=== Entries supplied ===
____
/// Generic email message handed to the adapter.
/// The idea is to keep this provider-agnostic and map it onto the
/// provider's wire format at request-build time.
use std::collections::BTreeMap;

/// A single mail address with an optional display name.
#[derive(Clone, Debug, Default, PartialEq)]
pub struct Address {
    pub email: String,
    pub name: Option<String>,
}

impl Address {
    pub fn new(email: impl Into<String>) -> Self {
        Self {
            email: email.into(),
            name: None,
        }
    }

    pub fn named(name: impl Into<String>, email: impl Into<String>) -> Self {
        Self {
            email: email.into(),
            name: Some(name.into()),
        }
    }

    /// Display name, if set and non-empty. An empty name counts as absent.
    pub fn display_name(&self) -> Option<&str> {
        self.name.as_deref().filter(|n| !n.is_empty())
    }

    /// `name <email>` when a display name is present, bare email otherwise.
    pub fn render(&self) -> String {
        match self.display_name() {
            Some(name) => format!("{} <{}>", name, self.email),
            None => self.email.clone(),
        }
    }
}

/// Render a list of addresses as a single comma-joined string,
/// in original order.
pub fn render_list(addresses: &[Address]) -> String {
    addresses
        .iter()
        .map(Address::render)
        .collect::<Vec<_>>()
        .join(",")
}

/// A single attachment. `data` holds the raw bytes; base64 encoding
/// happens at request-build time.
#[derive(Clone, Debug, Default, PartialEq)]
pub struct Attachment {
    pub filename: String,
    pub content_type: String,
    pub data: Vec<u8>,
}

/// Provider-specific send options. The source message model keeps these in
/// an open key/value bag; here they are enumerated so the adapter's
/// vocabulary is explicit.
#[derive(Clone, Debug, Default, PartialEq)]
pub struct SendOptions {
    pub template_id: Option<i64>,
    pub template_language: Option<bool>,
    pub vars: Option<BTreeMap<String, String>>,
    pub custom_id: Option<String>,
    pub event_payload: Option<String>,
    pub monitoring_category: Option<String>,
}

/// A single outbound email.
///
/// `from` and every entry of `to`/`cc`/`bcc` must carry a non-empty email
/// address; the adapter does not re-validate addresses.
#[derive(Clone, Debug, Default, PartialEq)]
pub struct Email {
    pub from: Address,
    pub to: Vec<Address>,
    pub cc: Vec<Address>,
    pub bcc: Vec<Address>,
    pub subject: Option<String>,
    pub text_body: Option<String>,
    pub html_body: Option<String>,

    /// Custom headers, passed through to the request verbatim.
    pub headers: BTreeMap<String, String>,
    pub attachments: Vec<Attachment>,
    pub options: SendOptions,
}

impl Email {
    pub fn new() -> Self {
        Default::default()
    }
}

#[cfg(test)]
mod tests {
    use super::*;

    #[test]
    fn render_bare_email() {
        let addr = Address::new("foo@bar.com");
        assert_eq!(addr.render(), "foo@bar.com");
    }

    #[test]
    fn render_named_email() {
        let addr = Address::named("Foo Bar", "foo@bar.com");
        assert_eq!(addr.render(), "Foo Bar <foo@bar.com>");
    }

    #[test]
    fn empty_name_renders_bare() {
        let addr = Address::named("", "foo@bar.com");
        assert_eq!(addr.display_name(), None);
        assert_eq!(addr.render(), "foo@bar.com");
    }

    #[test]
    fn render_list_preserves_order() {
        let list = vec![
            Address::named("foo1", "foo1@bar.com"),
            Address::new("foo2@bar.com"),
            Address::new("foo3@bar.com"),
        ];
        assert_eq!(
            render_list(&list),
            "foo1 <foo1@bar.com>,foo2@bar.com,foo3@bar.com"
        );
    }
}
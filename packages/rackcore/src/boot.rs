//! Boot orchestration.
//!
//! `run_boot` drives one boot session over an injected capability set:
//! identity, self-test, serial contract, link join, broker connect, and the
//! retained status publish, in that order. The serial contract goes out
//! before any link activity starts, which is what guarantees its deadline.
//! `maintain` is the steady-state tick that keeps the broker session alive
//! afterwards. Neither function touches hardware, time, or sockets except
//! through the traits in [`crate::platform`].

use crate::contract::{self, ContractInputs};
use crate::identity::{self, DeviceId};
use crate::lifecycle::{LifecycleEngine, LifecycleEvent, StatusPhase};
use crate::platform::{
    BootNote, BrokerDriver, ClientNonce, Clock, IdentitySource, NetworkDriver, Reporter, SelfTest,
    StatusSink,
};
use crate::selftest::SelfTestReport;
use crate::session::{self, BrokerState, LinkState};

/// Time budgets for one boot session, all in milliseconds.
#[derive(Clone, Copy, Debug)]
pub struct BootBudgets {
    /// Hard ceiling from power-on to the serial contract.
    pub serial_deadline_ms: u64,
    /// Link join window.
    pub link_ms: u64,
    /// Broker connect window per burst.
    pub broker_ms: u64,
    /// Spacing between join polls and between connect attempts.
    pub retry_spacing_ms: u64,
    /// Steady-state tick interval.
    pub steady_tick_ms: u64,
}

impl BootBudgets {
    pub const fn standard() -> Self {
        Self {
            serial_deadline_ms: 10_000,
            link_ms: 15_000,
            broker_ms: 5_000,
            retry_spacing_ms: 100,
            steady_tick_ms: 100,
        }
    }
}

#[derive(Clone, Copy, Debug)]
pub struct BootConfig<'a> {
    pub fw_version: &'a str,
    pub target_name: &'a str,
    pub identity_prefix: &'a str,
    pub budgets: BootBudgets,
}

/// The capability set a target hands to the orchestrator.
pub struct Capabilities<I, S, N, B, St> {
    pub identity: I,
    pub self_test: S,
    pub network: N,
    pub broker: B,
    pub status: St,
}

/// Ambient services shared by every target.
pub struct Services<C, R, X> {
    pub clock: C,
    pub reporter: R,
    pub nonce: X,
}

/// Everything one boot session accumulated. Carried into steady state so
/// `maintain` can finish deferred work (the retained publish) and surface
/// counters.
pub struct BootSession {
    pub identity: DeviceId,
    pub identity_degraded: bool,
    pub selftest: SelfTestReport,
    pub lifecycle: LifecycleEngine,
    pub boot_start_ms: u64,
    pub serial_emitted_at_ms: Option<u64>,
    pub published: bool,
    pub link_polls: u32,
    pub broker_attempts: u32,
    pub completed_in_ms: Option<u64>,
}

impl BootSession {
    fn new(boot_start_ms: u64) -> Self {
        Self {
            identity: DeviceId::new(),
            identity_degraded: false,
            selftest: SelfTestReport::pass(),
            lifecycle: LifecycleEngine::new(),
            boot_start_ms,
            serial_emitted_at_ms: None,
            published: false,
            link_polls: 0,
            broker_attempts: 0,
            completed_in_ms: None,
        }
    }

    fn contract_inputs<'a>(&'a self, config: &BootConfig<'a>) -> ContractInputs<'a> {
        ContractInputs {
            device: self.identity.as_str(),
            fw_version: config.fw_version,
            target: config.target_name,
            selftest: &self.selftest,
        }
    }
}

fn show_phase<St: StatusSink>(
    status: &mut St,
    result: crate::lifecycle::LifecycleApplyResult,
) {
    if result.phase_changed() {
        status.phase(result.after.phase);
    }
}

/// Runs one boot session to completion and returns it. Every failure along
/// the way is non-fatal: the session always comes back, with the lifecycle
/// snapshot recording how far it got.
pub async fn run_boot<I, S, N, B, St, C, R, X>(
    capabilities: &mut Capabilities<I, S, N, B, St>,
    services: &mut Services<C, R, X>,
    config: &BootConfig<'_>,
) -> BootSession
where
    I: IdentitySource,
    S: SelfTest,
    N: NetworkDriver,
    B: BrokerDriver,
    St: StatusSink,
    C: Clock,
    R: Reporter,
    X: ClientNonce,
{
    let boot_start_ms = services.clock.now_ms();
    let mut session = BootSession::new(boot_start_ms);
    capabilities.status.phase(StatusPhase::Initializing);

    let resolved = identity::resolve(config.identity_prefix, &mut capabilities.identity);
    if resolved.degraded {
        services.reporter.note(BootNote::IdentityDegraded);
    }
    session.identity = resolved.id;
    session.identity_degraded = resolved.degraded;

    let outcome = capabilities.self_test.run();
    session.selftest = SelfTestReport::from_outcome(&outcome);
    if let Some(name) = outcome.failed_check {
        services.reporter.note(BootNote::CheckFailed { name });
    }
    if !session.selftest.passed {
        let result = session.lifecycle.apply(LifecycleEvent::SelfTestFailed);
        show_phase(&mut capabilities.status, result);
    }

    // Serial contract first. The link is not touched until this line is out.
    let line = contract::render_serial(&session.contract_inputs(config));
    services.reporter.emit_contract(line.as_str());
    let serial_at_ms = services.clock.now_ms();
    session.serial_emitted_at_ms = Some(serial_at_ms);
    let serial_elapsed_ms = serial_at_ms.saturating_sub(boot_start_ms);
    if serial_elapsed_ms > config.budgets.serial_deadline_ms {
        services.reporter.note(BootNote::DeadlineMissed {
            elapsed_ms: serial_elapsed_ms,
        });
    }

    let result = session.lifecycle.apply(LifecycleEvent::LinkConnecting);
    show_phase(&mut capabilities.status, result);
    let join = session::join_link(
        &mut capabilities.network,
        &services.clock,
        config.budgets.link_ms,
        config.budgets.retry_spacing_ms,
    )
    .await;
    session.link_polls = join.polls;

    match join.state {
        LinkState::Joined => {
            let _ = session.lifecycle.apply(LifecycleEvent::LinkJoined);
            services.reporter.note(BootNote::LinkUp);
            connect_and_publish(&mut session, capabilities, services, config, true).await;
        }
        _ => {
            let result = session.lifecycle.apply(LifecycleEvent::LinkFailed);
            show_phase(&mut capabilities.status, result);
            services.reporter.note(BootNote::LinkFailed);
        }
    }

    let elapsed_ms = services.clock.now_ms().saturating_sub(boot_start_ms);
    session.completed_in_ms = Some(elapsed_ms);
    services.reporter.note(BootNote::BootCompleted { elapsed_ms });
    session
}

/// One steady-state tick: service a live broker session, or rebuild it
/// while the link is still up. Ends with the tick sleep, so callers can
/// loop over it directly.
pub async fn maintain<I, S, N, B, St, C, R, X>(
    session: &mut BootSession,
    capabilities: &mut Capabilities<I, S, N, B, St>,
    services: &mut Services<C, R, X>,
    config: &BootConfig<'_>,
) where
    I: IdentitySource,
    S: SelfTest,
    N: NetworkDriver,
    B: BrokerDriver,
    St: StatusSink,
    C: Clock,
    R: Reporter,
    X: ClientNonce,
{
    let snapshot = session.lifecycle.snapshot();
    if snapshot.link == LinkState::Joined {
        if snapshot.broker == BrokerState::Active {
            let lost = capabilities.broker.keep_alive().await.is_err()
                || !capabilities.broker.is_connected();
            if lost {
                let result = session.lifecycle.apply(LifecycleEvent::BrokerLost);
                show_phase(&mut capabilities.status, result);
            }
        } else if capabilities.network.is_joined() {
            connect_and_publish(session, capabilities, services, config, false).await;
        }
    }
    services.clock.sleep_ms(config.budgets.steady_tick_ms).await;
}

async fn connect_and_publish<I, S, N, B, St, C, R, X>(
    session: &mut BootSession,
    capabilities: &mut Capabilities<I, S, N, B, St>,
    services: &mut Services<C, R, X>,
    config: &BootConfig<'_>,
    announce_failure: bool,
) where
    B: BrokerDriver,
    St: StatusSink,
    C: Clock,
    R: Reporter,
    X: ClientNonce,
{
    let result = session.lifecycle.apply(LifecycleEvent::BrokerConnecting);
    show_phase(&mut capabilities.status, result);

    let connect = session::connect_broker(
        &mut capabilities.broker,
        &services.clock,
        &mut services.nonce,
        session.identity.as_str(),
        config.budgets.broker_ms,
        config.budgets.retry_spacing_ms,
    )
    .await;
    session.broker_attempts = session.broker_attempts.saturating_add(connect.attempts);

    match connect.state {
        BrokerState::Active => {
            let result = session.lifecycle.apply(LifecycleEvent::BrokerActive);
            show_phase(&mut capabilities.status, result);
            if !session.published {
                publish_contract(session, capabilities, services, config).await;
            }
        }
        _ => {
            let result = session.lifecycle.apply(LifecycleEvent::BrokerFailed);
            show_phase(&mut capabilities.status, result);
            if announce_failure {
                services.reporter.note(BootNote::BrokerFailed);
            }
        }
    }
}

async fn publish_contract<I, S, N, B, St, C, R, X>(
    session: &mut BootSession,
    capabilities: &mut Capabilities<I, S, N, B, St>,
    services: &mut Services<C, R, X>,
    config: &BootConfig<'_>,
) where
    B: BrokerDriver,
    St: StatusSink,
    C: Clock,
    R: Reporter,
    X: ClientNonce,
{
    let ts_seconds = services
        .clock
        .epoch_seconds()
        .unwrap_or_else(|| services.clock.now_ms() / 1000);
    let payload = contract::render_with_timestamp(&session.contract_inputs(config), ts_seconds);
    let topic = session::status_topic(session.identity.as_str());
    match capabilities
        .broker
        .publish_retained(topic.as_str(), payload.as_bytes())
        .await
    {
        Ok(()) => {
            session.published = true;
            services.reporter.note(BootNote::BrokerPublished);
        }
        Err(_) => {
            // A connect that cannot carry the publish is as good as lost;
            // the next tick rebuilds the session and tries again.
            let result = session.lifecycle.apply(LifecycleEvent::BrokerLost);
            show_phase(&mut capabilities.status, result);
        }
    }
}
____
=== Exercise aim ===
Among the lines above, find those that contain the word "struct" and copy them.

=== Solved problem ===
pub struct Address {
pub struct Attachment {
pub struct SendOptions {
pub struct Email {
pub struct BootBudgets {
pub struct BootConfig<'a> {
pub struct Capabilities<I, S, N, B, St> {
pub struct Services<C, R, X> {
pub struct BootSession {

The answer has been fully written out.